Windows

2023

With poor health (and studio time often severely limited by the amount of time I can spend out of bed), I often need a project with a clear idea, that I can see through in a couple of hours (to the sort of level of satisfaction that makes me feel the time was well-spent when I have other necessary and worthy jobs calling for my attention).

Windows 1 was such a Project. I had been ruminating for days about the human obsession with ‘apertures’
– doorways as visual metaphors,
– my bedroom window as a view to the outside world (that I am often barred from partaking in),
– the voyeuristic appeal of peering through letterboxes and gaps in fences,
– how they eye loves a vista seen between a set of gateposts,
– the glass-less window of a ruined bothy or at the end of an old tunnel.
Windows have the power to re-frame information, and frames have the power to ‘complete’ work.

So when next in the studio, I found a piece of thin black card and tore an aperture into it. I then pottered around the studio, pulling out things from shelves and drawers, laying it over the top thoughtfully and using it to ‘re-frame’ and re-present old work – completed canvases, abandoned sketches, warm-up doodles, works in process – and also, for good measure, some of the objects that sit around the studio in abundance – colourful sea pottery, various interesting igneous rocks from Fife and Skye.

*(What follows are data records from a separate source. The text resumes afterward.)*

//! Strongly-typed identifiers for catalog rows.
//!
//! Ids are assigned by the store (serial keys), so they wrap plain integers.

use core::str::FromStr;
use serde::{Deserialize, Serialize};

use crate::error::CatalogError;

/// Identifier of an organizational unit.
#[derive(Debug, Copy, Clone, PartialEq, Eq, PartialOrd, Ord, Hash, Serialize, Deserialize)]
#[serde(transparent)]
pub struct UnitId(i64);

/// Identifier of a value type.
#[derive(Debug, Copy, Clone, PartialEq, Eq, PartialOrd, Ord, Hash, Serialize, Deserialize)]
#[serde(transparent)]
pub struct ValueTypeId(i64);

/// Identifier of a parameter definition.
#[derive(Debug, Copy, Clone, PartialEq, Eq, PartialOrd, Ord, Hash, Serialize, Deserialize)]
#[serde(transparent)]
pub struct ParamId(i64);

/// Identifier of a class (taxonomy node).
#[derive(Debug, Copy, Clone, PartialEq, Eq, PartialOrd, Ord, Hash, Serialize, Deserialize)]
#[serde(transparent)]
pub struct ClassId(i64);

/// Identifier of a (class, param) declaration.
#[derive(Debug, Copy, Clone, PartialEq, Eq, PartialOrd, Ord, Hash, Serialize, Deserialize)]
#[serde(transparent)]
pub struct ClassParamId(i64);

/// Identifier of a product.
#[derive(Debug, Copy, Clone, PartialEq, Eq, PartialOrd, Ord, Hash, Serialize, Deserialize)]
#[serde(transparent)]
pub struct ProductId(i64);

macro_rules! impl_serial_id {
    ($t:ty, $name:literal) => {
        impl $t {
            pub const fn new(value: i64) -> Self {
                Self(value)
            }

            pub const fn get(self) -> i64 {
                self.0
            }
        }

        impl core::fmt::Display for $t {
            fn fmt(&self, f: &mut core::fmt::Formatter<'_>) -> core::fmt::Result {
                core::fmt::Display::fmt(&self.0, f)
            }
        }

        impl From<i64> for $t {
            fn from(value: i64) -> Self {
                Self(value)
            }
        }

        impl From<$t> for i64 {
            fn from(value: $t) -> Self {
                value.0
            }
        }

        impl FromStr for $t {
            type Err = CatalogError;

            fn from_str(s: &str) -> Result<Self, Self::Err> {
                let value = s
                    .trim()
                    .parse::<i64>()
                    .map_err(|e| CatalogError::invalid_id(format!("{}: {}", $name, e)))?;
                if value <= 0 {
                    return Err(CatalogError::invalid_id(format!(
                        "{}: must be positive, got {}",
                        $name, value
                    )));
                }
                Ok(Self(value))
            }
        }
    };
}

impl_serial_id!(UnitId, "UnitId");
impl_serial_id!(ValueTypeId, "ValueTypeId");
impl_serial_id!(ParamId, "ParamId");
impl_serial_id!(ClassId, "ClassId");
impl_serial_id!(ClassParamId, "ClassParamId");
impl_serial_id!(ProductId, "ProductId");
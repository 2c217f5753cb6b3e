//! Flat registries: organizational units, value types and params.

use tracing::{debug, instrument};

use taxonomy_core::{
    CatalogError, CatalogResult, NewParam, NewUnit, OrganizationalUnit, Param, ParamId, UnitId,
    ValueType, ValueTypeId, ensure_name,
};

use super::{Catalog, finish, hydrate_param};
use crate::store::{CatalogStore, CatalogTx};

impl<S: CatalogStore> Catalog<S> {
    /// Get-or-create each unit by name; ids come back in input order.
    ///
    /// An existing unit keeps its stored short name.
    #[instrument(skip(self, units), fields(count = units.len()), err)]
    pub async fn ensure_units(&self, units: &[NewUnit]) -> CatalogResult<Vec<UnitId>> {
        let mut tx = self.begin().await?;
        let result = async {
            let mut ids = Vec::with_capacity(units.len());
            for unit in units {
                ids.push(ensure_unit(&mut tx, unit).await?);
            }
            Ok::<_, CatalogError>(ids)
        }
        .await;
        finish(tx, "ensure_units", result).await
    }

    /// All units, or only the one named `name`.
    #[instrument(skip(self), err)]
    pub async fn list_units(&self, name: Option<&str>) -> CatalogResult<Vec<OrganizationalUnit>> {
        let mut tx = self.begin().await?;
        let result = tx.list_units(name).await.map_err(CatalogError::from);
        finish(tx, "list_units", result).await
    }

    /// Delete a unit together with the classes it owns.
    ///
    /// Params owned by the unit survive, unassigned.
    #[instrument(skip(self), err)]
    pub async fn delete_unit(&self, id: UnitId) -> CatalogResult<()> {
        let mut tx = self.begin().await?;
        let result = match tx.delete_unit(id).await {
            Ok(true) => {
                debug!(unit = %id, "deleted organizational unit");
                Ok(())
            }
            Ok(false) => Err(CatalogError::not_found(format!(
                "organizational unit {} not found",
                id
            ))),
            Err(e) => Err(e.into()),
        };
        finish(tx, "delete_unit", result).await
    }

    #[instrument(skip(self, names), fields(count = names.len()), err)]
    pub async fn ensure_value_types(&self, names: &[String]) -> CatalogResult<Vec<ValueTypeId>> {
        let mut tx = self.begin().await?;
        let result = async {
            let mut ids = Vec::with_capacity(names.len());
            for name in names {
                ids.push(ensure_value_type(&mut tx, name).await?);
            }
            Ok::<_, CatalogError>(ids)
        }
        .await;
        finish(tx, "ensure_value_types", result).await
    }

    #[instrument(skip(self), err)]
    pub async fn list_value_types(&self, name: Option<&str>) -> CatalogResult<Vec<ValueType>> {
        let mut tx = self.begin().await?;
        let result = tx.list_value_types(name).await.map_err(CatalogError::from);
        finish(tx, "list_value_types", result).await
    }

    /// Delete a value type and every param of that type.
    #[instrument(skip(self), err)]
    pub async fn delete_value_type(&self, id: ValueTypeId) -> CatalogResult<()> {
        let mut tx = self.begin().await?;
        let result = match tx.delete_value_type(id).await {
            Ok(true) => {
                debug!(value_type = %id, "deleted value type");
                Ok(())
            }
            Ok(false) => Err(CatalogError::not_found(format!(
                "value type {} not found",
                id
            ))),
            Err(e) => Err(e.into()),
        };
        finish(tx, "delete_value_type", result).await
    }

    /// Get-or-create a param; its value type and unit must already exist.
    #[instrument(skip(self, param), fields(param = %param.name), err)]
    pub async fn ensure_param(&self, param: &NewParam) -> CatalogResult<ParamId> {
        let mut tx = self.begin().await?;
        let result = ensure_param(&mut tx, param).await;
        finish(tx, "ensure_param", result).await
    }

    #[instrument(skip(self), err)]
    pub async fn list_params(&self, name: Option<&str>) -> CatalogResult<Vec<Param>> {
        let mut tx = self.begin().await?;
        let result = async {
            let rows = tx.list_params(name).await?;
            let mut params = Vec::with_capacity(rows.len());
            for row in rows {
                params.push(hydrate_param(&mut tx, row).await?);
            }
            Ok::<_, CatalogError>(params)
        }
        .await;
        finish(tx, "list_params", result).await
    }
}

async fn ensure_unit<T: CatalogTx>(tx: &mut T, unit: &NewUnit) -> CatalogResult<UnitId> {
    ensure_name("organizational unit", &unit.name)?;
    if let Some(existing) = tx.find_unit_by_name(&unit.name).await? {
        return Ok(existing.id);
    }
    let id = tx.insert_unit(&unit.name, &unit.short_name).await?;
    debug!(unit = %id, name = %unit.name, "inserted organizational unit");
    Ok(id)
}

async fn ensure_value_type<T: CatalogTx>(tx: &mut T, name: &str) -> CatalogResult<ValueTypeId> {
    ensure_name("value type", name)?;
    if let Some(existing) = tx.find_value_type_by_name(name).await? {
        return Ok(existing.id);
    }
    let id = tx.insert_value_type(name).await?;
    debug!(value_type = %id, name, "inserted value type");
    Ok(id)
}

/// Resolve a param declaration by name, creating the param if absent.
///
/// A stored param with the same name must agree on value type, and on owning
/// unit unless it has been left unassigned.
pub(super) async fn ensure_param<T: CatalogTx>(
    tx: &mut T,
    param: &NewParam,
) -> CatalogResult<ParamId> {
    ensure_name("param", &param.name)?;

    let value_type = tx
        .find_value_type_by_name(&param.value_type)
        .await?
        .ok_or_else(|| {
            CatalogError::not_found(format!(
                "value type '{}' of param '{}' not found",
                param.value_type, param.name
            ))
        })?;
    let unit = tx.find_unit_by_name(&param.unit).await?.ok_or_else(|| {
        CatalogError::not_found(format!(
            "organizational unit '{}' of param '{}' not found",
            param.unit, param.name
        ))
    })?;

    if let Some(existing) = tx.find_param_by_name(&param.name).await? {
        let same_unit = existing.unit_id.is_none_or(|u| u == unit.id);
        if existing.value_type_id != value_type.id || !same_unit {
            return Err(CatalogError::conflict(format!(
                "param '{}' already exists with a different value type or unit",
                param.name
            )));
        }
        return Ok(existing.id);
    }

    let id = tx.insert_param(&param.name, value_type.id, unit.id).await?;
    debug!(param = %id, name = %param.name, "inserted param");
    Ok(id)
}
//! Infrastructure layer: storage backends, schema bootstrap, config, and the
//! catalog engine that runs each operation as one unit of work.

pub mod catalog;
pub mod config;
pub mod store;

pub use catalog::Catalog;
pub use config::{ConfigError, StoreConfig};
pub use store::{
    CatalogStore, CatalogTx, InMemoryCatalogStore, PostgresCatalogStore, StoreError, StoreResult,
};

#[cfg(test)]
mod integration_tests;
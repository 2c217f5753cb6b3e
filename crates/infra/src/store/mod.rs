//! Transactional storage boundary for the catalog relations.
//!
//! The engine only talks to [`CatalogStore`] / [`CatalogTx`]; backends decide
//! how rows, constraints and cascades are kept.

pub mod in_memory;
pub mod postgres;
pub mod schema;
pub mod r#trait;

pub use in_memory::InMemoryCatalogStore;
pub use postgres::PostgresCatalogStore;
pub use r#trait::{CatalogStore, CatalogTx, StoreError, StoreResult};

The continuity of the frame allows the eye to make comparisons between each piece, being able to appreciate the differences and similarities. To be able to see them in new ways.

The fact that the frame is plain, of cheap material and asymmetrically shaped gives no connotation of the usual sense of a frame as a mark of ‘completion’, or even a sign of ‘value’, ‘purpose’ or ‘significance’.


In Windows 2, I took the same approach, but digitised the frame and carried out the same process in Procreate, with selections from digital artworks – both completed pieces, and unfinished or abandoned work. This of course produced a ‘cleaner’ finished product, without the technical challenges of photography.

If I were to expand this process to a third stage, I would probably combine both methodologies, and use a digital frame in a digital art package, but including photographs of traditional media work and curated objects alongside the work that had ben digitally painted.


Windows 3 followed the same line of thought, taking the digital frame and filling it with photographed textures (within a limited colour palette).